Gonna try to quit drinking, I appreciate the support, I can see how this gets really repetitive and old for people in my life and probably has a lot to do with why people give up on me or think I'm a failure.
pray to traignles , don't end up like my dad or my uncle larry who died of booze, well he was also old and sick but i think it was mostly the booze
Originally posted by the man who put it in my hood
He was a good gont that liked to collect snowmobiles and make wood carvings. He never had a girlfriend or kids his entire life. too much drama he says. I used to go to his house every day at lunch time to smoke weed and use his house for marijuana transactions with my other uncle. We called it marijuana club.
In the end Larry lost all his facilties and his last moments were spent drinking heavily, getting stoned and watching sci fi in his chair. He was a hermit and died doing what he loved.
don't look for peace in the world and following society and secular life devoted to serving the system because I seriously doubt you will find anything there that will help you do much besides maintain the status quo.
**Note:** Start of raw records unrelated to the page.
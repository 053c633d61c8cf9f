//! Compression of triplet data into the compressed sparse format.
//!
//! Triplets are the natural format when assembling a matrix entry by entry,
//! but not for computations; [`compress_sparse_triplets`] reorders them in
//! place into the slab layout consumed by
//! [`CsMatrix`](crate::sparse::CsMatrix).

use crate::content::Value;
use crate::errors::AnymatError;
use crate::indexing::MatIndex;
use crate::sparse::compressed::CompressedStorage;

/// Compress triplet data in place and return the slab pointer array.
///
/// Explicit zeros are dropped, then the three parallel vectors are
/// stable-sorted by `(row, column)` for [`CompressedStorage::CSR`] or
/// `(column, row)` for [`CompressedStorage::CSC`]. The returned pointer
/// array has one entry per outer slab plus one, ending at the number of
/// surviving entries.
///
/// Fails with `InvalidInput` on an out-of-range coordinate or a coordinate
/// that appears twice, and with `InvalidShape` when the vector lengths
/// disagree.
pub fn compress_sparse_triplets<N: Value, I: MatIndex>(
    storage: CompressedStorage,
    nrows: usize,
    ncols: usize,
    values: &mut Vec<N>,
    rows: &mut Vec<I>,
    cols: &mut Vec<I>,
) -> Result<Vec<usize>, AnymatError> {
    if values.len() != rows.len() || values.len() != cols.len() {
        return Err(AnymatError::InvalidShape(format!(
            "triplet vectors of lengths {}, {} and {} do not match",
            values.len(),
            rows.len(),
            cols.len(),
        )));
    }
    for r in rows.iter() {
        if r.index() >= nrows {
            return Err(AnymatError::InvalidInput(format!(
                "row index {} exceeds the row count {}",
                r.index(),
                nrows,
            )));
        }
    }
    for c in cols.iter() {
        if c.index() >= ncols {
            return Err(AnymatError::InvalidInput(format!(
                "column index {} exceeds the column count {}",
                c.index(),
                ncols,
            )));
        }
    }

    // drop explicit zeros, keeping the three vectors parallel
    let mut kept = 0;
    for k in 0..values.len() {
        if values[k] != N::zero() {
            values[kept] = values[k];
            rows[kept] = rows[k];
            cols[kept] = cols[k];
            kept += 1;
        }
    }
    values.truncate(kept);
    rows.truncate(kept);
    cols.truncate(kept);

    let key = |k: usize| -> (usize, usize) {
        match storage {
            CompressedStorage::CSR => (rows[k].index(), cols[k].index()),
            CompressedStorage::CSC => (cols[k].index(), rows[k].index()),
        }
    };

    let mut order: Vec<usize> = (0..kept).collect();
    order.sort_by_key(|&k| key(k));

    for w in order.windows(2) {
        if key(w[0]) == key(w[1]) {
            return Err(AnymatError::InvalidInput(format!(
                "duplicate entry at ({}, {})",
                rows[w[0]].index(),
                cols[w[0]].index(),
            )));
        }
    }

    let sorted_values: Vec<N> = order.iter().map(|&k| values[k]).collect();
    let sorted_rows: Vec<I> = order.iter().map(|&k| rows[k]).collect();
    let sorted_cols: Vec<I> = order.iter().map(|&k| cols[k]).collect();
    *values = sorted_values;
    *rows = sorted_rows;
    *cols = sorted_cols;

    let outer_inds = match storage {
        CompressedStorage::CSR => &rows[..],
        CompressedStorage::CSC => &cols[..],
    };
    let outer = match storage {
        CompressedStorage::CSR => nrows,
        CompressedStorage::CSC => ncols,
    };
    let mut indptr = vec![0usize; outer + 1];
    for p in outer_inds.iter() {
        indptr[p.index() + 1] += 1;
    }
    for p in 1..=outer {
        indptr[p] += indptr[p - 1];
    }
    Ok(indptr)
}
I'm not saying don't work and make money but everyone I talk to nowadays its like they only live so they can go on vacation a few times a year or they are awoken and just chilling I guess but struggling, hope is in short supply
I really considered going into rehab but the after sober living houses are horrible and I get kicked out in a couple months everytime for weed, drinking, or not listening to specific rules.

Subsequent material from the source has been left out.